O`DONNELL: Neera Tanden and Jason Johnson, thank you both for joining us tonight. I really appreciate it.

Coming up, African-American women made the difference in the election in Alabama last night. For one of those women, it was the chance to vote for the man who prosecuted the murderers of her sister. Denise McNair, who was killed in the bombing of the 16th Street Baptist Church in Birmingham in 1963, Denise McNair`s little sister Lisa McNair, will get tonight`s last word.

(COMMERCIAL BREAK)

(BEGIN VIDEO CLIP)

SEN. ELIZABETH WARREN (D), MASSACHUSETTS: Our message to Mitch McConnell is simple. No vote on the Republican tax bill before Doug Jones takes his rightful seat in the United States --

(CHANTING)

(END VIDEO CLIP)

O`DONNELL: That was the demand from Democrats today after Doug Jones` historic win in Alabama. Protesters chanted "no Jones, no vote", inside the Hart Senate Office Building after Republicans announced an agreement, what they`re calling an agreement in principle on compromising, merging the House and Senate tax cut bills into a final bill that they hope to pass next week.

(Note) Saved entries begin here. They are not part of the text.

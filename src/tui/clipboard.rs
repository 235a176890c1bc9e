//! Clipboard Access
//!
//! The terminal sets the system clipboard when it receives an OSC 52
//! sequence, which also works over SSH. Terminals that ignore OSC 52 fail
//! silently; only write errors are reported.

use base64::{engine::general_purpose::STANDARD, Engine as _};
use std::io::{self, IsTerminal, Write};

pub trait Clipboard: Send {
    fn set_text(&mut self, text: &str) -> io::Result<()>;
}

/// Clipboard backed by the controlling terminal
#[derive(Debug, Default)]
pub struct Osc52Clipboard;

impl Clipboard for Osc52Clipboard {
    fn set_text(&mut self, text: &str) -> io::Result<()> {
        let mut stdout = io::stdout();
        if !stdout.is_terminal() {
            return Err(io::Error::new(
                io::ErrorKind::Unsupported,
                "stdout is not a terminal",
            ));
        }
        stdout.write_all(osc52_sequence(text).as_bytes())?;
        stdout.flush()
    }
}

/// Build the escape sequence that places `text` on the clipboard
pub fn osc52_sequence(text: &str) -> String {
    format!("\x1b]52;c;{}\x07", STANDARD.encode(text))
}
// HTTP middleware

pub mod cors;

pub use cors::*;
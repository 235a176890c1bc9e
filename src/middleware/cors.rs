// CORS configuration built from ALLOWED_ORIGINS

use axum::http::HeaderValue;
use axum::Router;
use tower_http::cors::{Any, CorsLayer};
use tracing::warn;

pub fn cors_layer(origins: &[String]) -> CorsLayer {
    let layer = CorsLayer::new().allow_methods(Any).allow_headers(Any);

    if origins.iter().any(|o| o == "*") {
        return layer.allow_origin(Any);
    }

    let allowed: Vec<HeaderValue> = origins
        .iter()
        .filter_map(|origin| match origin.parse::<HeaderValue>() {
            Ok(value) => Some(value),
            Err(_) => {
                warn!(origin = %origin, "Ignoring invalid CORS origin");
                None
            }
        })
        .collect();

    layer.allow_origin(allowed)
}

pub fn apply_cors(router: Router, origins: &[String]) -> Router {
    router.layer(cors_layer(origins))
}
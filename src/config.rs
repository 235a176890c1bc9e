use anyhow::Result;
use serde::Deserialize;
use std::env;

use crate::search::PODWISE_SEARCH_URL;

#[derive(Debug, Clone, Deserialize)]
pub struct Config {
    pub server: ServerConfig,
    pub upstream: UpstreamConfig,
    pub client: ClientConfig,
}

#[derive(Debug, Clone, Deserialize)]
pub struct ServerConfig {
    pub port: u16,
    pub host: String,
    pub cors_allowed_origins: Vec<String>,
}

#[derive(Debug, Clone, Deserialize)]
pub struct UpstreamConfig {
    pub search_url: String,
}

/// Settings for the terminal client
#[derive(Debug, Clone, Deserialize)]
pub struct ClientConfig {
    pub proxy_url: String,
}

impl Config {
    pub fn from_env() -> Result<Self> {
        dotenvy::dotenv().ok();

        Ok(Self {
            server: ServerConfig {
                port: env::var("PORT")
                    .unwrap_or_else(|_| "3000".to_string())
                    .parse()?,
                host: env::var("HOST").unwrap_or_else(|_| "0.0.0.0".to_string()),
                cors_allowed_origins: parse_origins(
                    &env::var("ALLOWED_ORIGINS")
                        .unwrap_or_else(|_| "http://localhost:3000".to_string()),
                ),
            },
            upstream: UpstreamConfig {
                search_url: env::var("PODWISE_SEARCH_URL")
                    .unwrap_or_else(|_| PODWISE_SEARCH_URL.to_string()),
            },
            client: ClientConfig {
                proxy_url: env::var("PROXY_URL")
                    .unwrap_or_else(|_| "http://localhost:3000".to_string()),
            },
        })
    }

    pub fn bind_address(&self) -> String {
        format!("{}:{}", self.server.host, self.server.port)
    }
}

impl Default for Config {
    fn default() -> Self {
        Self {
            server: ServerConfig {
                port: 3000,
                host: "0.0.0.0".to_string(),
                cors_allowed_origins: vec!["http://localhost:3000".to_string()],
            },
            upstream: UpstreamConfig {
                search_url: PODWISE_SEARCH_URL.to_string(),
            },
            client: ClientConfig {
                proxy_url: "http://localhost:3000".to_string(),
            },
        }
    }
}

fn parse_origins(raw: &str) -> Vec<String> {
    raw.split(',')
        .map(|s| s.trim().to_string())
        .filter(|s| !s.is_empty())
        .collect()
}
//! RSS Feed Links
//!
//! Podwise publishes a feed for every podcast it indexes. The feed URL is
//! derived from the podcast's `seq` and is never fetched by this crate.

/// Base of every Podwise podcast feed URL
pub const FEED_BASE_URL: &str = "https://podwise.ai/feed/podcasts";

/// Build the RSS feed URL for a podcast
///
/// `seq` is taken as-is; its shape is not validated.
pub fn rss_link(seq: &str) -> String {
    format!("{}/{}/rss.xml", FEED_BASE_URL, seq)
}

This new bill which is something of a compromise between the two other bills cuts the top personal income tax rate from 39.6 percent to 37 percent. It cuts the corporate income tax rate to 21 percent instead of the 20 percent that was in both the House and Senate bills. It limits the state and local tax deductibility to $10,000 total for property taxes or state income taxes. And it limits the mortgage interest deduction to loans of $750,000 or less.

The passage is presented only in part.